A growing amount of attention has been focused on the investigation of the effects of chemopreventive agents on the inhibition of
cancer cell growth and toxicity in combination with chemotherapeutics. The objective of this study was to determine whether
isoliquiritigenin (ISL) has the potential to serve as a beneficial supplement during
cisplatin chemotherapy. We found that the administration of ISL alone significantly reduced the size of the solid
tumors in CT-26 cell-inoculated BALB/c mice, without any detectable induction of nephrotoxicity, hepatotoxicity, and oxidative stress, and ISL reduced the viability and
DNA synthesis of CT-26 murine
colon cancer cells in a dose-dependent manner. ISL did not affect the therapeutic efficacy of
cisplatin. Furthermore, ISL suppressed
cisplatin-induced kidney damage characterized by increases in serum
creatinine and blood
urea nitrogen, as well as
cisplatin-induced liver damage characterized by increases in serum
alanine aminotransferase and
aspartate aminotransferase.

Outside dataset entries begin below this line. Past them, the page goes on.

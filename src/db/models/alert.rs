//! Persisted alert history.

use chrono::{DateTime, Utc};
use serde::{Deserialize, Serialize};

use crate::alert::{AlertSession, AlertStatus, DispatchTrigger, EmergencyType};

#[derive(Debug, Clone, Copy, Serialize, Deserialize, PartialEq, Eq)]
#[serde(rename_all = "camelCase")]
pub enum AlertRecordStatus {
    CountingDown,
    Dispatched,
    Cancelled,
    /// Still counting down when the process went away.
    Interrupted,
}

impl AlertRecordStatus {
    pub fn as_str(&self) -> &'static str {
        match self {
            AlertRecordStatus::CountingDown => "CountingDown",
            AlertRecordStatus::Dispatched => "Dispatched",
            AlertRecordStatus::Cancelled => "Cancelled",
            AlertRecordStatus::Interrupted => "Interrupted",
        }
    }
}

impl From<AlertStatus> for AlertRecordStatus {
    fn from(status: AlertStatus) -> Self {
        match status {
            AlertStatus::Idle | AlertStatus::CountingDown => AlertRecordStatus::CountingDown,
            AlertStatus::Dispatched => AlertRecordStatus::Dispatched,
            AlertStatus::Cancelled => AlertRecordStatus::Cancelled,
        }
    }
}

#[derive(Debug, Clone, Copy, Serialize, Deserialize, PartialEq, Eq)]
#[serde(rename_all = "camelCase")]
pub enum DeliveryStatus {
    Pending,
    Delivered,
    Failed,
}

impl DeliveryStatus {
    pub fn as_str(&self) -> &'static str {
        match self {
            DeliveryStatus::Pending => "Pending",
            DeliveryStatus::Delivered => "Delivered",
            DeliveryStatus::Failed => "Failed",
        }
    }
}

#[derive(Debug, Clone, Serialize, Deserialize, PartialEq)]
#[serde(rename_all = "camelCase")]
pub struct AlertRecord {
    pub id: String,
    pub emergency_type: EmergencyType,
    pub status: AlertRecordStatus,
    pub message: Option<String>,
    pub notify_sms: bool,
    pub notify_witnesses: bool,
    pub seconds_remaining: u32,
    pub dispatch_trigger: Option<DispatchTrigger>,
    pub delivery_status: Option<DeliveryStatus>,
    pub delivery_error: Option<String>,
    pub started_at: DateTime<Utc>,
    pub ended_at: Option<DateTime<Utc>>,
    pub updated_at: DateTime<Utc>,
}

impl AlertRecord {
    pub fn from_session(session: &AlertSession, updated_at: DateTime<Utc>) -> Self {
        Self {
            id: session.id.to_string(),
            emergency_type: session.emergency_type,
            status: session.status.into(),
            message: session.message.clone(),
            notify_sms: session.options.notify_via_sms,
            notify_witnesses: session.options.notify_witnesses,
            seconds_remaining: session.seconds_remaining,
            dispatch_trigger: session.dispatch_trigger,
            delivery_status: (session.status == AlertStatus::Dispatched)
                .then_some(DeliveryStatus::Pending),
            delivery_error: None,
            started_at: session.started_at,
            ended_at: session.ended_at,
            updated_at,
        }
    }
}

/// Per-status totals for the alerts dashboard.
#[derive(Debug, Clone, Default, Serialize, Deserialize, PartialEq, Eq)]
#[serde(rename_all = "camelCase")]
pub struct AlertCounts {
    pub total: u64,
    pub counting_down: u64,
    pub dispatched: u64,
    pub cancelled: u64,
    pub interrupted: u64,
    pub delivery_failed: u64,
}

The repeated
oral administration of ISL prior to
cisplatin treatment exerted a preventive effect on
cisplatin-mediated increases in serum
nitric oxide and tissue lipid peroxidation levels, and it recovered depleted GSH levels in the tissues. Therefore, supplementation with ISL may be an effective approach to counteracting the side effects of
cisplatin therapy in
cancer patients.